Différents points particuliers ont été ensuite débattus : principe des bonifications d’annuités, libéralisation des autorisations de mariage et des libertés de réunion et d’association. Le principe d’un statut analogue à celui des sous-officiers de carrière pour le personnel féminin a été retenu.
Au cours de la dernière séance le ministre d’État a répondu aux diverses questions inscrites à l’ordre du jour et concernant des mesures particulières à diverses catégories de personnel et il a pris note de certaines autres, posées par les membres. Il a ensuite annoncé l’inscription au budget 1972 de différentes mesures catégorielles visant à améliorer les rémunérations. Avant de clore la session, M. Michel Debré a félicité les membres du Conseil pour le très bon déroulement des travaux et leur parfaite compréhension de leur rôle. La 3e session du Conseil aura lieu à l’automne 1971.
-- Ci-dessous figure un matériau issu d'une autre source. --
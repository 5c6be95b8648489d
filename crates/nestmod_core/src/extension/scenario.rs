//! Load scenario selector.

use serde::{Deserialize, Serialize};
use std::fmt::{Display, Formatter};

/// Mechanism that wired a module's `init` into host startup.
///
/// A module build compiles in exactly one scenario; the host only records
/// which one was used.
#[derive(Debug, Clone, Copy, PartialEq, Eq, Hash, Serialize, Deserialize)]
#[serde(rename_all = "snake_case")]
pub enum LoadScenario {
    /// Loaded on demand by an explicit host command through an exported symbol.
    DynamicLoad,
    /// Linked into the host and self-registered with the loader.
    LinkTimeStatic,
    /// Listed in a build-time manifest.
    CompileTimeStatic,
}

impl LoadScenario {
    pub fn as_str(self) -> &'static str {
        match self {
            Self::DynamicLoad => "dynamic_load",
            Self::LinkTimeStatic => "link_time_static",
            Self::CompileTimeStatic => "compile_time_static",
        }
    }
}

impl Display for LoadScenario {
    fn fmt(&self, f: &mut Formatter<'_>) -> std::fmt::Result {
        f.write_str(self.as_str())
    }
}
Le Service national féminin
La loi du 9 juillet 1970, relative au Service national, prévoit à son article 24 l’organisation, à titre expérimental, d’un Service national féminin dans des conditions fixées par décret. Les résultats de cet essai doivent être examinés par le Parlement dans le courant de l’année 1976 en vue d’élaborer une loi fixant l’organisation définitive de ce service volontaire.
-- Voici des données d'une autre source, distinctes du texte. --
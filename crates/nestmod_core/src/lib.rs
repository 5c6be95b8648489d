//! Model-module registration core for the simulation host.
//! Extension modules depend on this crate to announce their model types.

pub mod config;
pub mod extension;
pub mod logging;
pub mod model;
pub mod registry;

pub use config::{ConfigError, HostConfig};
pub use extension::dylib::{DylibError, DylibResolver};
pub use extension::interpreter::{CommandInterpreter, CommandLog, InterpreterError};
pub use extension::linked::{linked_modules, register_linked_module};
pub use extension::loader::{LoadError, LoadResult, LoadedModule, ModuleLoader};
pub use extension::manifest::StaticManifest;
pub use extension::module::ExtensionModule;
pub use extension::scenario::LoadScenario;
pub use extension::symbol::{module_symbol, SymbolResolver, SymbolTable};
pub use logging::{default_log_level, init_logging, logging_status};
pub use model::kind::{Model, ModelKind};
pub use registry::{
    FactoryBinding, ModelEntry, ModelFactory, ModelRegistry, ModelSummary, RegistryError,
    RegistryHandle, RegistryResult,
};

/// Returns the core crate version.
pub fn core_version() -> &'static str {
    env!("CARGO_PKG_VERSION")
}
//! Model capability contract shared by host and extension modules.
//!
//! # Responsibility
//! - Define the minimal interface every registrable model type satisfies.
//! - Keep model numerics opaque: the host only constructs and tags instances.
//!
//! # Invariants
//! - Every model instance reports exactly one `ModelKind`.
//! - A model type registered as `Node` must produce `Node` instances.

pub mod kind;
L’expérience prévoit le recrutement, à partir du 1er janvier 1972, d’environ 600 jeunes filles dont 200 pour l’Armée de terre, autant pour le Service de Santé et une centaine pour chacune des Armées de mer et de l’air. Il leur sera proposé des emplois médicaux, scientifiques, administratifs, techniques ou sociaux ainsi que des fonctions d’interprète, d’hôtesse ou de conductrice. Les volontaires, de 18 à 27 ans, doivent être françaises, en possession de leurs droits civiques, de bonne moralité et libres sur le plan social, c’est-à-dire n’avoir ni mari ni enfant à charge. Après vérification de leur aptitude, les candidates doivent être incorporées dans le grade de « volontaire féminine » et suivre un stage de formation à l’issue duquel elles reçoivent une affectation tandis que celles titulaires des diplômes exigés sont nommées aux grades de « médecin-auxiliaire », « pharmacien-auxiliaire », « chirurgien-dentiste auxiliaire » ou « auxiliaire scientifique ». Après quatre mois de service, en fonction de leur qualification et de leur manière de servir, celles qui ne sont pas « auxiliaires » peuvent être nommées au grade de « volontaire féminine spécialiste ». Pendant leurs douze mois de service, les volontaires féminines sont rémunérées dans des conditions tenant compte de leur emploi et sont soumises à la discipline en vigueur pour le personnel militaire féminin. À l’issue de leur service, elles bénéficient du droit de vote, quel que soit leur âge, et des avantages attachés à l’exécution du service national pour l’accès aux emplois publics. Enfin, il peut être mis fin au service volontaire soit sur demande de l’intéressée pour motif grave (mariage, maternité, événement familial) soit d’office pour faute grave ou inaptitude.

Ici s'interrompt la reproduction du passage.